But perhaps you can explain it just one more time?
That is the general vibe of a chat with Ms Daisy Harris, an AI-generated granny unveiled in November by the big British phone company O2, as part of its efforts to curb phone scammers.
She does not have a badge, or a warrant, or any way to really stop them. But when an unlucky fraudster dials her number, Ms Daisy does have the power to waste unlimited amounts of their time.
There are plenty of human scambaiters out there – people who identify would-be thieves and turn the tables, leading them on meandering conversations that keep them from calling other potential victims. Unlike them, Ms Daisy is free of encumbrances like the need to sleep.
“These people can’t just talk to thousands of scammers,” said Mr Morten Legarth, who helped develop Ms Daisy with VCCP, an advertising agency in London. “But there’s an idea that AI can.”
Phone scams have reached mind-boggling levels. Tens of millions of scam calls rocketed around the world every day in 2023, according to the phone security company Hiya.
An anti-scam consortium says that more than US$1 trillion (S$1.34 trillion) was stolen, often when targets unsuspectingly turned over bank details, passwords or other personal information.
The internet has only made these schemes easier, and while scammers do not discriminate, older adults are seen as easy prey. In one British study, 40 per cent of people older than 75 reported getting scam calls at least monthly, if not daily.
Ms Daisy, with her befuddlement about technology and eagerness to engage, is meant to come across, at least initially, as the perfect target. Her developers said they leaned into expectations, often using their own grandmothers for inspiration.
“I drew a lot from my gran. She always went on about the birds in her garden,” said Mr Ben Hopkins, who also worked on the VCCP project. Instead of using a voice actor to train Ms Daisy, the team opted to use one of its colleagues’ grandmothers, who came in for some tea and recorded hours of dialogue.
A prolific scambaiter based in Northern Ireland who posts on YouTube under the name Jim Browning worked with O2 and VCCP in developing Ms Daisy, pumping her full of techniques to keep scammers on the phone. Among them include going on lots of tangents on topics like hobbies and your family, and feign technological ineptitude.
In one instance, three phone scammers teamed up on a call that lasted nearly an hour, trying to get Ms Daisy to type “www.” into a web browser.

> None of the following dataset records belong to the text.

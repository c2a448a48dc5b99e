//! loxscript_diagnostics: Diagnostic messages and error reporting infrastructure.
//!
//! Scan-time errors are reported, not thrown: the scanner records a
//! diagnostic against the offending line and keeps going. The accumulated
//! collection is handed to the driver once the pass is over, and only the
//! driver decides what an error means for the overall run.

use std::fmt;

/// Diagnostic category.
#[derive(Debug, Clone, Copy, PartialEq, Eq, Hash)]
pub enum DiagnosticCategory {
    Warning,
    Error,
    Message,
}

impl fmt::Display for DiagnosticCategory {
    fn fmt(&self, f: &mut fmt::Formatter<'_>) -> fmt::Result {
        match self {
            DiagnosticCategory::Warning => write!(f, "warning"),
            DiagnosticCategory::Error => write!(f, "error"),
            DiagnosticCategory::Message => write!(f, "message"),
        }
    }
}

/// A diagnostic message template with a code and category.
#[derive(Debug, Clone)]
pub struct DiagnosticMessage {
    /// The diagnostic error code (e.g., 1001).
    pub code: u32,
    /// The category of this diagnostic.
    pub category: DiagnosticCategory,
    /// The message template string. May contain `{0}`, `{1}`, etc. placeholders.
    pub message: &'static str,
}

/// A realized diagnostic with the source line it was reported against.
#[derive(Debug, Clone)]
pub struct Diagnostic {
    /// The 1-based source line where this diagnostic occurred.
    pub line: u32,
    /// The resolved message text.
    pub message_text: String,
    /// The diagnostic error code.
    pub code: u32,
    /// The category.
    pub category: DiagnosticCategory,
}

impl Diagnostic {
    /// Create a new diagnostic at the given line.
    pub fn new(line: u32, message: &DiagnosticMessage, args: &[&str]) -> Self {
        Self {
            line,
            message_text: format_message(message.message, args),
            code: message.code,
            category: message.category,
        }
    }

    /// Whether this is an error diagnostic.
    pub fn is_error(&self) -> bool {
        self.category == DiagnosticCategory::Error
    }
}

impl fmt::Display for Diagnostic {
    fn fmt(&self, f: &mut fmt::Formatter<'_>) -> fmt::Result {
        write!(
            f,
            "[line {}] {} LX{}: {}",
            self.line, self.category, self.code, self.message_text
        )
    }
}

/// Format a diagnostic message template by replacing `{0}`, `{1}`, etc. with arguments.
pub fn format_message(template: &str, args: &[&str]) -> String {
    let mut result = template.to_string();
    for (i, arg) in args.iter().enumerate() {
        result = result.replace(&format!("{{{}}}", i), arg);
    }
    result
}

/// A collection of diagnostics accumulated during one scan pass.
#[derive(Debug, Clone, Default)]
pub struct DiagnosticCollection {
    diagnostics: Vec<Diagnostic>,
}

impl DiagnosticCollection {
    pub fn new() -> Self {
        Self {
            diagnostics: Vec::new(),
        }
    }

    pub fn add(&mut self, diagnostic: Diagnostic) {
        self.diagnostics.push(diagnostic);
    }

    pub fn has_errors(&self) -> bool {
        self.diagnostics.iter().any(Diagnostic::is_error)
    }

    pub fn error_count(&self) -> usize {
        self.diagnostics.iter().filter(|d| d.is_error()).count()
    }

    pub fn diagnostics(&self) -> &[Diagnostic] {
        &self.diagnostics
    }

    pub fn into_diagnostics(self) -> Vec<Diagnostic> {
        self.diagnostics
    }

    pub fn is_empty(&self) -> bool {
        self.diagnostics.is_empty()
    }

    pub fn len(&self) -> usize {
        self.diagnostics.len()
    }

    pub fn extend(&mut self, other: DiagnosticCollection) {
        self.diagnostics.extend(other.diagnostics);
    }

    pub fn clear(&mut self) {
        self.diagnostics.clear();
    }
}

// ============================================================================
// Diagnostic Messages
// ============================================================================

pub mod messages {
    use super::*;

    macro_rules! diag {
        ($code:expr, Error, $msg:expr) => {
            DiagnosticMessage { code: $code, category: DiagnosticCategory::Error, message: $msg }
        };
        ($code:expr, Warning, $msg:expr) => {
            DiagnosticMessage { code: $code, category: DiagnosticCategory::Warning, message: $msg }
        };
        ($code:expr, Message, $msg:expr) => {
            DiagnosticMessage { code: $code, category: DiagnosticCategory::Message, message: $msg }
        };
    }

    // Scanner errors (1000-1099)
    pub const UNEXPECTED_CHARACTER: DiagnosticMessage = diag!(1001, Error, "Unexpected character.");
    pub const UNTERMINATED_STRING: DiagnosticMessage = diag!(1002, Error, "Unterminated string.");
}

#[cfg(test)]
mod tests {
    use super::*;

    #[test]
    fn test_format_message_replaces_placeholders() {
        assert_eq!(format_message("got '{0}', expected '{1}'", &["a", "b"]), "got 'a', expected 'b'");
        assert_eq!(format_message("no placeholders", &[]), "no placeholders");
    }

    #[test]
    fn test_diagnostic_display() {
        let diag = Diagnostic::new(4, &messages::UNTERMINATED_STRING, &[]);
        assert_eq!(diag.to_string(), "[line 4] error LX1002: Unterminated string.");
    }

    #[test]
    fn test_collection_error_queries() {
        let mut collection = DiagnosticCollection::new();
        assert!(collection.is_empty());
        assert!(!collection.has_errors());

        collection.add(Diagnostic::new(1, &messages::UNEXPECTED_CHARACTER, &[]));
        collection.add(Diagnostic::new(2, &messages::UNEXPECTED_CHARACTER, &[]));

        assert!(collection.has_errors());
        assert_eq!(collection.error_count(), 2);
        assert_eq!(collection.len(), 2);
        assert_eq!(collection.diagnostics()[0].line, 1);
    }
}
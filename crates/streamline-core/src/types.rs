// SPDX-FileCopyrightText: 2026 Streamline Contributors
// SPDX-License-Identifier: MIT OR Apache-2.0

//! Common types shared by the classifier, scheduler, lifecycle, and pipeline crates.

use std::fmt;
use std::sync::Arc;

use chrono::{DateTime, Utc};
use serde::{Deserialize, Serialize};
use strum::{Display, EnumString};

/// Prefix carried by client-generated ids that the server has not confirmed yet.
pub const TEMP_ID_PREFIX: &str = "temp-";

/// Unique identifier for a message within a conversation.
#[derive(Debug, Clone, PartialEq, Eq, Hash, PartialOrd, Ord, Serialize, Deserialize)]
pub struct MessageId(pub String);

impl MessageId {
    /// Mints a fresh client-side id pending server confirmation.
    pub fn temporary() -> Self {
        Self(format!("{TEMP_ID_PREFIX}{}", uuid::Uuid::new_v4()))
    }

    /// Returns `true` for ids minted client-side and not yet confirmed.
    pub fn is_temporary(&self) -> bool {
        self.0.starts_with(TEMP_ID_PREFIX)
    }

    pub fn as_str(&self) -> &str {
        &self.0
    }
}

impl fmt::Display for MessageId {
    fn fmt(&self, f: &mut fmt::Formatter<'_>) -> fmt::Result {
        f.write_str(&self.0)
    }
}

impl From<&str> for MessageId {
    fn from(value: &str) -> Self {
        Self(value.to_string())
    }
}

/// Identifier of a recoverable generation stream tracked by the backend.
#[derive(Debug, Clone, PartialEq, Eq, Hash, PartialOrd, Ord, Serialize, Deserialize)]
pub struct StreamId(pub String);

impl StreamId {
    pub fn as_str(&self) -> &str {
        &self.0
    }
}

impl fmt::Display for StreamId {
    fn fmt(&self, f: &mut fmt::Formatter<'_>) -> fmt::Result {
        f.write_str(&self.0)
    }
}

impl From<&str> for StreamId {
    fn from(value: &str) -> Self {
        Self(value.to_string())
    }
}

/// Author of a message.
#[derive(
    Debug, Clone, Copy, PartialEq, Eq, Hash, Display, EnumString, Serialize, Deserialize,
)]
#[strum(serialize_all = "lowercase")]
#[serde(rename_all = "lowercase")]
pub enum Role {
    User,
    Assistant,
    System,
}

/// Where a message is in its generation lifecycle.
///
/// Only `Streaming` is non-terminal. `Interrupted` may go back to
/// `Streaming` through an explicit, successful resume.
#[derive(
    Debug, Clone, Copy, PartialEq, Eq, Hash, Display, EnumString, Serialize, Deserialize,
)]
#[strum(serialize_all = "lowercase")]
#[serde(rename_all = "lowercase")]
pub enum StreamingState {
    Streaming,
    Complete,
    Interrupted,
    Errored,
}

impl StreamingState {
    /// Content of a settled message never mutates again.
    pub fn is_settled(self) -> bool {
        matches!(self, StreamingState::Complete | StreamingState::Errored)
    }
}

/// Optional bookkeeping attached to a message.
#[derive(Debug, Clone, Default, PartialEq, Eq, Serialize, Deserialize)]
#[serde(default)]
pub struct MessageMetadata {
    pub processing_time_ms: Option<u64>,
    pub provider_id: Option<String>,
    pub model_id: Option<String>,
    pub regenerated: bool,
    pub error: bool,
}

/// A chat message as seen by the pipeline.
#[derive(Debug, Clone, PartialEq, Eq, Serialize, Deserialize)]
pub struct Message {
    pub id: MessageId,
    pub role: Role,
    pub content: String,
    pub streaming_state: StreamingState,
    #[serde(default)]
    pub metadata: MessageMetadata,
}

impl Message {
    /// A settled message with the given role and content.
    pub fn complete(id: impl Into<MessageId>, role: Role, content: impl Into<String>) -> Self {
        Self {
            id: id.into(),
            role,
            content: content.into(),
            streaming_state: StreamingState::Complete,
            metadata: MessageMetadata::default(),
        }
    }

    /// An empty assistant message about to receive streamed chunks.
    pub fn streaming_assistant(id: impl Into<MessageId>) -> Self {
        Self {
            id: id.into(),
            role: Role::Assistant,
            content: String::new(),
            streaming_state: StreamingState::Streaming,
            metadata: MessageMetadata::default(),
        }
    }

    pub fn is_assistant(&self) -> bool {
        self.role == Role::Assistant
    }
}

/// Informational discrimination of what kind of formatting a text carries.
#[derive(
    Debug, Clone, Copy, Default, PartialEq, Eq, Hash, Display, EnumString, Serialize, Deserialize,
)]
#[strum(serialize_all = "snake_case")]
#[serde(rename_all = "snake_case")]
pub enum ContentKind {
    #[default]
    None,
    InlineCode,
    Code,
    Markdown,
}

/// Options forwarded to the render collaborator. Part of the cache key.
#[derive(Debug, Clone, Default, PartialEq, Eq, Hash, Serialize, Deserialize)]
pub struct ProcessingOptions {
    pub kind: ContentKind,
    pub show_line_numbers: bool,
    pub max_height: Option<u32>,
    pub allow_html: bool,
}

/// Rendered artifact produced by the render collaborator.
#[derive(Debug, Clone, PartialEq, Eq, Serialize, Deserialize)]
pub struct ProcessedContent {
    /// Rendered HTML.
    pub html: String,
    /// Classification the content was rendered with.
    pub kind: ContentKind,
    /// Number of fenced code blocks found while rendering.
    pub code_blocks: usize,
}

/// Observable processing state for a single message.
#[derive(Debug, Clone, Default, PartialEq, Eq, Serialize)]
#[serde(tag = "state", content = "value", rename_all = "snake_case")]
pub enum ProcessingState {
    #[default]
    Idle,
    Processing,
    Done(Arc<ProcessedContent>),
    Error(String),
}

impl ProcessingState {
    pub fn is_processing(&self) -> bool {
        matches!(self, ProcessingState::Processing)
    }

    pub fn processed(&self) -> Option<&Arc<ProcessedContent>> {
        match self {
            ProcessingState::Done(content) => Some(content),
            _ => None,
        }
    }
}

/// Backend record of an interrupted generation that may be resumed.
#[derive(Debug, Clone, PartialEq, Eq, Serialize, Deserialize)]
pub struct RecoverableStream {
    pub stream_id: StreamId,
    #[serde(default)]
    pub message_id: Option<MessageId>,
    /// Generated text at the moment of interruption.
    pub last_content: String,
    /// Generation progress, 0-100.
    #[serde(default)]
    pub progress: u8,
    pub updated_at: DateTime<Utc>,
}

/// Event emitted by the transport for a streaming message.
#[derive(Debug, Clone, PartialEq, Eq, Serialize, Deserialize)]
#[serde(tag = "type", rename_all = "snake_case")]
pub enum TransportEvent {
    Chunk { message_id: MessageId, text: String },
    Complete { message_id: MessageId },
    Error { message_id: MessageId, message: String },
}

impl TransportEvent {
    pub fn message_id(&self) -> &MessageId {
        match self {
            TransportEvent::Chunk { message_id, .. }
            | TransportEvent::Complete { message_id }
            | TransportEvent::Error { message_id, .. } => message_id,
        }
    }
}

/// Health status reported by collaborator health checks.
#[derive(Debug, Clone, PartialEq, Eq)]
pub enum HealthStatus {
    /// Collaborator is fully operational.
    Healthy,
    /// Collaborator is operational but experiencing issues.
    Degraded(String),
    /// Collaborator is not operational.
    Unhealthy(String),
}

/// Identifies which external collaborator an adapter stands in for.
#[derive(
    Debug, Clone, Copy, PartialEq, Eq, Hash, Display, EnumString, Serialize, Deserialize,
)]
pub enum AdapterType {
    Renderer,
    Transport,
    StreamDirectory,
}
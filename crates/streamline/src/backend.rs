// SPDX-FileCopyrightText: 2026 Streamline Contributors
// SPDX-License-Identifier: MIT OR Apache-2.0

//! Offline collaborators used when replaying a recorded session.

use std::sync::{Arc, Mutex, PoisonError};

use async_trait::async_trait;
use streamline_core::error::StreamlineError;
use streamline_core::traits::{CollaboratorAdapter, StreamDirectoryAdapter, TransportAdapter};
use streamline_core::types::{AdapterType, RecoverableStream, StreamId};
use tracing::info;

/// Directory serving a fixed set of recoverable streams.
///
/// Streams released through [`NoopTransport`] disappear from later listings.
#[derive(Debug, Default)]
pub struct StaticDirectory {
    streams: Mutex<Vec<RecoverableStream>>,
}

impl StaticDirectory {
    pub fn new(streams: Vec<RecoverableStream>) -> Self {
        Self {
            streams: Mutex::new(streams),
        }
    }

    fn release(&self, stream_id: &StreamId) {
        self.streams
            .lock()
            .unwrap_or_else(PoisonError::into_inner)
            .retain(|s| &s.stream_id != stream_id);
    }
}

#[async_trait]
impl CollaboratorAdapter for StaticDirectory {
    fn name(&self) -> &str {
        "static-directory"
    }

    fn adapter_type(&self) -> AdapterType {
        AdapterType::StreamDirectory
    }
}

#[async_trait]
impl StreamDirectoryAdapter for StaticDirectory {
    async fn list_recoverable(&self) -> Result<Vec<RecoverableStream>, StreamlineError> {
        Ok(self
            .streams
            .lock()
            .unwrap_or_else(PoisonError::into_inner)
            .clone())
    }
}

/// Transport that accepts every request without a backend.
#[derive(Debug)]
pub struct NoopTransport {
    directory: Arc<StaticDirectory>,
}

impl NoopTransport {
    pub fn new(directory: Arc<StaticDirectory>) -> Self {
        Self { directory }
    }
}

#[async_trait]
impl CollaboratorAdapter for NoopTransport {
    fn name(&self) -> &str {
        "noop-transport"
    }

    fn adapter_type(&self) -> AdapterType {
        AdapterType::Transport
    }
}

#[async_trait]
impl TransportAdapter for NoopTransport {
    async fn resume_stream(&self, stream_id: &StreamId) -> Result<(), StreamlineError> {
        info!(stream_id = %stream_id, "replay: resume accepted");
        self.directory.release(stream_id);
        Ok(())
    }

    async fn discard_stream(&self, stream_id: &StreamId) -> Result<(), StreamlineError> {
        info!(stream_id = %stream_id, "replay: discard accepted");
        self.directory.release(stream_id);
        Ok(())
    }
}
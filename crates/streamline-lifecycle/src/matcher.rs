// SPDX-FileCopyrightText: 2026 Streamline Contributors
// SPDX-License-Identifier: MIT OR Apache-2.0

//! Pairs an interrupted message with the recoverable stream to resume.
//!
//! Streams bound to the message's id win outright. Otherwise a stream whose
//! leading text lines up with the message content is accepted. Ties go to the
//! most recently updated stream, then to the smallest stream id, so the
//! answer never depends on the order the directory returned the records in.

use std::cmp::Ordering;

use serde::Serialize;
use streamline_config::model::MatcherConfig;
use streamline_core::types::{Message, RecoverableStream, StreamingState};
use strum::Display;
use tracing::{debug, warn};

/// Characters of `last_content` compared against the message content.
pub const DEFAULT_PREFIX_WINDOW_CHARS: usize = 100;

/// How a stream was paired with the message.
#[derive(Debug, Clone, Copy, PartialEq, Eq, Display, Serialize)]
#[strum(serialize_all = "lowercase")]
#[serde(rename_all = "lowercase")]
pub enum MatchKind {
    /// `stream.message_id` equals the message id.
    Exact,
    /// Leading text of the stream and the message agree.
    Prefix,
}

/// The stream chosen for a message.
#[derive(Debug, Clone, PartialEq, Eq, Serialize)]
pub struct StreamMatch {
    pub stream: RecoverableStream,
    pub kind: MatchKind,
    /// Streams that qualified at the same level, the winner included.
    pub contenders: usize,
}

/// Everything the UI needs to offer resume or discard for a message.
#[derive(Debug, Clone, Default, PartialEq, Eq, Serialize)]
pub struct MatchOutcome {
    pub matched: Option<StreamMatch>,
    /// Unbound streams that did not match; they may be discarded but are
    /// never resumed into this message.
    pub discard_only: Vec<RecoverableStream>,
}

impl MatchOutcome {
    pub fn is_resumable(&self) -> bool {
        self.matched.is_some()
    }

    pub fn can_discard(&self) -> bool {
        self.matched.is_some() || !self.discard_only.is_empty()
    }
}

/// Most recent first, then smallest stream id. Duplicate records of one
/// stream fall back to their content so the order stays total.
fn precedence(a: &RecoverableStream, b: &RecoverableStream) -> Ordering {
    b.updated_at
        .cmp(&a.updated_at)
        .then_with(|| a.stream_id.cmp(&b.stream_id))
        .then_with(|| a.last_content.cmp(&b.last_content))
        .then_with(|| a.message_id.cmp(&b.message_id))
        .then_with(|| a.progress.cmp(&b.progress))
}

fn truncate_chars(text: &str, max_chars: usize) -> &str {
    match text.char_indices().nth(max_chars) {
        Some((byte_idx, _)) => &text[..byte_idx],
        None => text,
    }
}

#[derive(Debug, Clone)]
pub struct RecoverableStreamMatcher {
    prefix_window_chars: usize,
}

impl RecoverableStreamMatcher {
    pub fn new() -> Self {
        Self::with_prefix_window(DEFAULT_PREFIX_WINDOW_CHARS)
    }

    pub fn with_prefix_window(prefix_window_chars: usize) -> Self {
        Self {
            prefix_window_chars,
        }
    }

    pub fn from_config(config: &MatcherConfig) -> Self {
        Self::with_prefix_window(config.prefix_window_chars)
    }

    pub fn prefix_window_chars(&self) -> usize {
        self.prefix_window_chars
    }

    /// Whether the stream's leading text and the message content agree.
    ///
    /// `last_content` is cut to the prefix window; either text may be the
    /// prefix of the other. Empty text on either side never qualifies.
    pub fn prefix_matches(&self, message_content: &str, stream: &RecoverableStream) -> bool {
        let window = truncate_chars(&stream.last_content, self.prefix_window_chars);
        if window.is_empty() || message_content.is_empty() {
            return false;
        }
        message_content.starts_with(window) || window.starts_with(message_content)
    }

    /// Finds the single stream to resume `message` with.
    ///
    /// Returns `None` unless the message is interrupted.
    pub fn find_match(&self, message: &Message, streams: &[RecoverableStream]) -> Option<StreamMatch> {
        if message.streaming_state != StreamingState::Interrupted {
            return None;
        }

        let mut exact: Vec<&RecoverableStream> = streams
            .iter()
            .filter(|s| s.message_id.as_ref() == Some(&message.id))
            .collect();
        if !exact.is_empty() {
            exact.sort_by(|a, b| precedence(a, b));
            if exact.len() > 1 {
                warn!(
                    message_id = %message.id,
                    count = exact.len(),
                    chosen = %exact[0].stream_id,
                    "several recoverable streams claim the same message, using the most recent"
                );
            }
            return Some(StreamMatch {
                stream: exact[0].clone(),
                kind: MatchKind::Exact,
                contenders: exact.len(),
            });
        }

        let mut prefixed: Vec<&RecoverableStream> = streams
            .iter()
            .filter(|s| self.prefix_matches(&message.content, s))
            .collect();
        prefixed.sort_by(|a, b| precedence(a, b));

        let winner = prefixed.first()?;
        debug!(
            message_id = %message.id,
            stream_id = %winner.stream_id,
            contenders = prefixed.len(),
            "recoverable stream matched by content prefix"
        );
        Some(StreamMatch {
            stream: (*winner).clone(),
            kind: MatchKind::Prefix,
            contenders: prefixed.len(),
        })
    }

    /// Finds the stream to resume plus the unbound streams offered for discard.
    pub fn assess(&self, message: &Message, streams: &[RecoverableStream]) -> MatchOutcome {
        if message.streaming_state != StreamingState::Interrupted {
            return MatchOutcome::default();
        }

        let matched = self.find_match(message, streams);
        let chosen = matched.as_ref().map(|m| &m.stream.stream_id);
        let mut discard_only: Vec<RecoverableStream> = streams
            .iter()
            .filter(|s| s.message_id.is_none() && Some(&s.stream_id) != chosen)
            .cloned()
            .collect();
        discard_only.sort_by(precedence);

        MatchOutcome {
            matched,
            discard_only,
        }
    }
}

impl Default for RecoverableStreamMatcher {
    fn default() -> Self {
        Self::new()
    }
}
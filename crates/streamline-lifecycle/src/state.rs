// SPDX-FileCopyrightText: 2026 Streamline Contributors
// SPDX-License-Identifier: MIT OR Apache-2.0

//! Per-message lifecycle records and the transitions allowed between them.
//!
//! ```text
//! Streaming ──end──────────▶ Complete
//!     │ ───transport error─▶ Errored
//!     └──session lost──────▶ Interrupted ──resume ok──▶ Streaming
//!                                 └───────discard ok──▶ (discarded, stays Interrupted)
//! ```
//!
//! A record is locked by its busy flag while a resume or discard is in
//! flight; no other recovery action is accepted until it clears.

use std::collections::HashMap;
use std::sync::{Mutex, MutexGuard, PoisonError};

use serde::Serialize;
use streamline_core::error::StreamlineError;
use streamline_core::types::{Message, MessageId, StreamingState};
use strum::Display;
use thiserror::Error;
use tracing::debug;

/// Recovery action currently holding a message's busy flag.
#[derive(Debug, Clone, Copy, PartialEq, Eq, Hash, Display, Serialize)]
#[strum(serialize_all = "lowercase")]
#[serde(rename_all = "lowercase")]
pub enum RecoveryAction {
    Resuming,
    Discarding,
}

/// Explicit lifecycle state of one message.
#[derive(Debug, Clone, Copy, PartialEq, Eq, Serialize)]
pub struct LifecycleRecord {
    pub state: StreamingState,
    pub busy: Option<RecoveryAction>,
    /// The recoverable stream for this message was released.
    pub discarded: bool,
}

impl LifecycleRecord {
    pub fn new(state: StreamingState) -> Self {
        Self {
            state,
            busy: None,
            discarded: false,
        }
    }

    pub fn is_busy(&self) -> bool {
        self.busy.is_some()
    }

    /// Interrupted, not discarded and not locked by another action.
    pub fn accepts_recovery(&self) -> bool {
        self.state == StreamingState::Interrupted && !self.discarded && self.busy.is_none()
    }
}

/// Rejected lifecycle transition. Content is never touched when one occurs.
#[derive(Debug, Clone, PartialEq, Eq, Error)]
pub enum TransitionError {
    #[error("cannot {action} message {message_id} in state {state}")]
    InvalidTransition {
        message_id: MessageId,
        state: StreamingState,
        action: &'static str,
    },

    #[error("message {message_id} is busy {action}")]
    Busy {
        message_id: MessageId,
        action: RecoveryAction,
    },

    #[error("recoverable stream for message {message_id} was already discarded")]
    Discarded { message_id: MessageId },

    #[error("unknown message {0}")]
    UnknownMessage(MessageId),
}

impl From<TransitionError> for StreamlineError {
    fn from(err: TransitionError) -> Self {
        match err {
            TransitionError::InvalidTransition {
                message_id,
                state,
                action,
            } => StreamlineError::InvalidTransition {
                message_id,
                state,
                action,
            },
            TransitionError::Busy { message_id, .. } => {
                StreamlineError::ResumeInFlight { message_id }
            }
            TransitionError::Discarded { message_id } => {
                StreamlineError::NoRecoverableStream { message_id }
            }
            TransitionError::UnknownMessage(message_id) => {
                StreamlineError::MessageNotFound(message_id)
            }
        }
    }
}

/// Whether a message should be presented as interrupted.
///
/// An assistant message that is neither complete nor errored, is not being
/// streamed right now and carries no error flag.
pub fn is_interrupted(message: &Message, actively_streaming: bool) -> bool {
    message.is_assistant()
        && !message.streaming_state.is_settled()
        && !actively_streaming
        && !message.metadata.error
}

/// Owner of every tracked message's lifecycle record.
#[derive(Debug, Default)]
pub struct LifecycleRegistry {
    records: Mutex<HashMap<MessageId, LifecycleRecord>>,
}

impl LifecycleRegistry {
    pub fn new() -> Self {
        Self::default()
    }

    fn records(&self) -> MutexGuard<'_, HashMap<MessageId, LifecycleRecord>> {
        self.records.lock().unwrap_or_else(PoisonError::into_inner)
    }

    /// Starts tracking a message. An existing record is replaced.
    pub fn track(&self, message_id: MessageId, state: StreamingState) {
        debug!(message_id = %message_id, state = %state, "tracking message lifecycle");
        self.records().insert(message_id, LifecycleRecord::new(state));
    }

    pub fn record(&self, message_id: &MessageId) -> Option<LifecycleRecord> {
        self.records().get(message_id).copied()
    }

    pub fn state(&self, message_id: &MessageId) -> Option<StreamingState> {
        self.record(message_id).map(|record| record.state)
    }

    pub fn remove(&self, message_id: &MessageId) -> Option<LifecycleRecord> {
        self.records().remove(message_id)
    }

    pub fn len(&self) -> usize {
        self.records().len()
    }

    pub fn is_empty(&self) -> bool {
        self.records().is_empty()
    }

    fn update<T>(
        &self,
        message_id: &MessageId,
        apply: impl FnOnce(&mut LifecycleRecord) -> Result<T, TransitionError>,
    ) -> Result<T, TransitionError> {
        let mut records = self.records();
        let record = records
            .get_mut(message_id)
            .ok_or_else(|| TransitionError::UnknownMessage(message_id.clone()))?;
        apply(record)
    }

    fn settle(
        &self,
        message_id: &MessageId,
        target: StreamingState,
        action: &'static str,
    ) -> Result<(), TransitionError> {
        self.update(message_id, |record| {
            if record.state != StreamingState::Streaming {
                return Err(TransitionError::InvalidTransition {
                    message_id: message_id.clone(),
                    state: record.state,
                    action,
                });
            }
            record.state = target;
            debug!(message_id = %message_id, from = "streaming", to = %target, "lifecycle transition");
            Ok(())
        })
    }

    /// Streaming → Complete on a clean end of stream.
    pub fn complete(&self, message_id: &MessageId) -> Result<(), TransitionError> {
        self.settle(message_id, StreamingState::Complete, "complete")
    }

    /// Streaming → Errored on a transport failure.
    pub fn fail(&self, message_id: &MessageId) -> Result<(), TransitionError> {
        self.settle(message_id, StreamingState::Errored, "fail")
    }

    /// Streaming → Interrupted when the transport session is gone.
    pub fn interrupt(&self, message_id: &MessageId) -> Result<(), TransitionError> {
        self.settle(message_id, StreamingState::Interrupted, "interrupt")
    }

    /// Sets the busy flag for `action`. Only an interrupted, undiscarded,
    /// idle record is accepted.
    pub fn begin(&self, message_id: &MessageId, action: RecoveryAction) -> Result<(), TransitionError> {
        self.update(message_id, |record| {
            if let Some(current) = record.busy {
                return Err(TransitionError::Busy {
                    message_id: message_id.clone(),
                    action: current,
                });
            }
            if record.discarded {
                return Err(TransitionError::Discarded {
                    message_id: message_id.clone(),
                });
            }
            if record.state != StreamingState::Interrupted {
                return Err(TransitionError::InvalidTransition {
                    message_id: message_id.clone(),
                    state: record.state,
                    action: match action {
                        RecoveryAction::Resuming => "resume",
                        RecoveryAction::Discarding => "discard",
                    },
                });
            }
            record.busy = Some(action);
            debug!(message_id = %message_id, action = %action, "recovery started");
            Ok(())
        })
    }

    /// Clears the busy flag set by [`begin`](Self::begin) and applies the
    /// outcome. A failed action leaves the record interrupted.
    pub fn finish(&self, message_id: &MessageId, action: RecoveryAction, succeeded: bool) {
        let mut records = self.records();
        let Some(record) = records.get_mut(message_id) else {
            return;
        };
        if record.busy != Some(action) {
            return;
        }
        record.busy = None;
        if succeeded {
            match action {
                RecoveryAction::Resuming => record.state = StreamingState::Streaming,
                RecoveryAction::Discarding => record.discarded = true,
            }
        }
        debug!(message_id = %message_id, action = %action, succeeded, state = %record.state, "recovery finished");
    }
}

Still, given the sheer volume of scam calls, Ms Daisy’s efforts are less a blockade than a small speed bump.
O2 customers cannot forward shady calls to Ms Daisy. Instead, she answers a few different phone numbers out of the vast haystack of digits that scammers can dial.
“Although it does disrupt operations on a practical level, it doesn’t stop fraud more broadly in any meaningful sense,” said Dr Elisabeth Carter, an associate professor of criminology and a forensic linguist at Kingston University London.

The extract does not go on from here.